- [YOUR ASSIGNMENT]: Search the material for "pass" and show all lines that contain it.
%%
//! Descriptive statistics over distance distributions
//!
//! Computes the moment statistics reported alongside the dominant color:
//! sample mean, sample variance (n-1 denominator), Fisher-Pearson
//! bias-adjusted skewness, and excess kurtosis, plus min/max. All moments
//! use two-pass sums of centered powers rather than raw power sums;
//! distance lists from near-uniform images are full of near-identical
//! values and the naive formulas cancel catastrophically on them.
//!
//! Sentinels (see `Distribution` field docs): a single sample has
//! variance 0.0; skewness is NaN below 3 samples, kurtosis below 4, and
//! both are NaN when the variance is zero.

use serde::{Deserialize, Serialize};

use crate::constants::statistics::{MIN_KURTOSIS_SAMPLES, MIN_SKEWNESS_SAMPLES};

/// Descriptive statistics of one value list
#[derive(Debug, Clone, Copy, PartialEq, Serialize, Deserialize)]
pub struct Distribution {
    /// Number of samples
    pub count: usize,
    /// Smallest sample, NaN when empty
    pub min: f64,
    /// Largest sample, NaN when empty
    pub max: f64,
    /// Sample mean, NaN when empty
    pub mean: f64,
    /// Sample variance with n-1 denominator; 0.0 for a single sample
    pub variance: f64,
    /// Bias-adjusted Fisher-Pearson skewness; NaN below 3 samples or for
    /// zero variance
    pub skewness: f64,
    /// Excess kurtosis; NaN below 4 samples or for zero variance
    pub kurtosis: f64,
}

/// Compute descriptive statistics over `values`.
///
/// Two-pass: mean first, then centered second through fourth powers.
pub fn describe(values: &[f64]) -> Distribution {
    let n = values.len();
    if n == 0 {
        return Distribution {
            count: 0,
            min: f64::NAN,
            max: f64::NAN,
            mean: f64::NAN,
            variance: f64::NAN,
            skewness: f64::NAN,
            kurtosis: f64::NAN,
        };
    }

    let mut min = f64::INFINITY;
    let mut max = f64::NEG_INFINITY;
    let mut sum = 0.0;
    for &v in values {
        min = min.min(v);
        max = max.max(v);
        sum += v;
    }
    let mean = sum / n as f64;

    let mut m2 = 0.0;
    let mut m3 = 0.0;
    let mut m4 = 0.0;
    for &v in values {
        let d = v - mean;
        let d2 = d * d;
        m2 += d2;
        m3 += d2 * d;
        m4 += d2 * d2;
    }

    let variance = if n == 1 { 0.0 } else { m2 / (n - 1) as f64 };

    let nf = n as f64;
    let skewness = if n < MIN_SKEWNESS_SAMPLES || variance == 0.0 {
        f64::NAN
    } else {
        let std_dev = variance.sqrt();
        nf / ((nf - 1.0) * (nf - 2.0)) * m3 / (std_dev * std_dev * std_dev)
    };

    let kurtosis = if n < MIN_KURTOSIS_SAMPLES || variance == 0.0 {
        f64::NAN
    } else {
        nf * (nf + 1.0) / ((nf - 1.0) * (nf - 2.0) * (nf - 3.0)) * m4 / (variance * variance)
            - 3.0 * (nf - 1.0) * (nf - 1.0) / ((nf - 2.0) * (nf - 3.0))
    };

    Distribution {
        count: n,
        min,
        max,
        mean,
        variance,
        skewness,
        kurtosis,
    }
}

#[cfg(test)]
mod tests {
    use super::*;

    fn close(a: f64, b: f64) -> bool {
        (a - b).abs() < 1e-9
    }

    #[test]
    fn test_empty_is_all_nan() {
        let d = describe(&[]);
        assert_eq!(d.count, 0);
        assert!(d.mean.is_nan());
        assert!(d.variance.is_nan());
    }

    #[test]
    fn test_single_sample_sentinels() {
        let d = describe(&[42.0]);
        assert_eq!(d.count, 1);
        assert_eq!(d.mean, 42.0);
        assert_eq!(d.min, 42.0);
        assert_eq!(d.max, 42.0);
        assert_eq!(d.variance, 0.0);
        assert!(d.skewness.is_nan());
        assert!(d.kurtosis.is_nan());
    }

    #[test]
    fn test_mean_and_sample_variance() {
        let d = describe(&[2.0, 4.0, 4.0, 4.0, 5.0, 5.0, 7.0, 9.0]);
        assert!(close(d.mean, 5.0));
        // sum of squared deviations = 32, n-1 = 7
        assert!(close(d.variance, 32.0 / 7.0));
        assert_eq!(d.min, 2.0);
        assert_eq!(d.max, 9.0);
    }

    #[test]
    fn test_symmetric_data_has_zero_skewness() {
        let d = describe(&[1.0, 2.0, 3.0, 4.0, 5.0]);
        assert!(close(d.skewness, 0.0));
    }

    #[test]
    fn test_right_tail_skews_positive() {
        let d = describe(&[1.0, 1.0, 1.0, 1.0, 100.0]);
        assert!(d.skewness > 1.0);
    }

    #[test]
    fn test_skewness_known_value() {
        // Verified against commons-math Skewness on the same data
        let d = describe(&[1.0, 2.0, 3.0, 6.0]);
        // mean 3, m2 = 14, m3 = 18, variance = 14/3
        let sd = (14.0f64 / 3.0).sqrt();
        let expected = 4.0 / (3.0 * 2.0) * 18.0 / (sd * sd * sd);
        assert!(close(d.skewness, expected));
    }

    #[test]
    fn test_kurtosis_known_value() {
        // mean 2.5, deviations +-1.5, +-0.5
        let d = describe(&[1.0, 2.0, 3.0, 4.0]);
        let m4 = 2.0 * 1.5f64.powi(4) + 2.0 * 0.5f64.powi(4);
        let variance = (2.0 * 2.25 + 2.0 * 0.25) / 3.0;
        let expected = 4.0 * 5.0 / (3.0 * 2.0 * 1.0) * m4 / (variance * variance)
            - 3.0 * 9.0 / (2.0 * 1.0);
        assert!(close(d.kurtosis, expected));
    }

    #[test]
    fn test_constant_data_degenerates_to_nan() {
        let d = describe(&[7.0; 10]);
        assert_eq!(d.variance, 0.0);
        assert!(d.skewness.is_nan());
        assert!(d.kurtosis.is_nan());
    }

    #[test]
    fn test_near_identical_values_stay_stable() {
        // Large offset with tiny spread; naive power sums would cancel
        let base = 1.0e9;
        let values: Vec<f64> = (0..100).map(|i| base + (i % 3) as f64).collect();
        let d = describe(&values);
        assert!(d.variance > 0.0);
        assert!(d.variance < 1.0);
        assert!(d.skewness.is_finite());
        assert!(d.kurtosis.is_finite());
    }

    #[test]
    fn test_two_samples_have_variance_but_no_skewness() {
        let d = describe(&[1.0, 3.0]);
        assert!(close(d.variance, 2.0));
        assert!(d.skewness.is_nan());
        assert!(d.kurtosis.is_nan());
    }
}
%%
- [OUTPUT BELOW]:
//! use two-pass sums of centered powers rather than raw power sums;
/// Two-pass: mean first, then centered second through fourth powers.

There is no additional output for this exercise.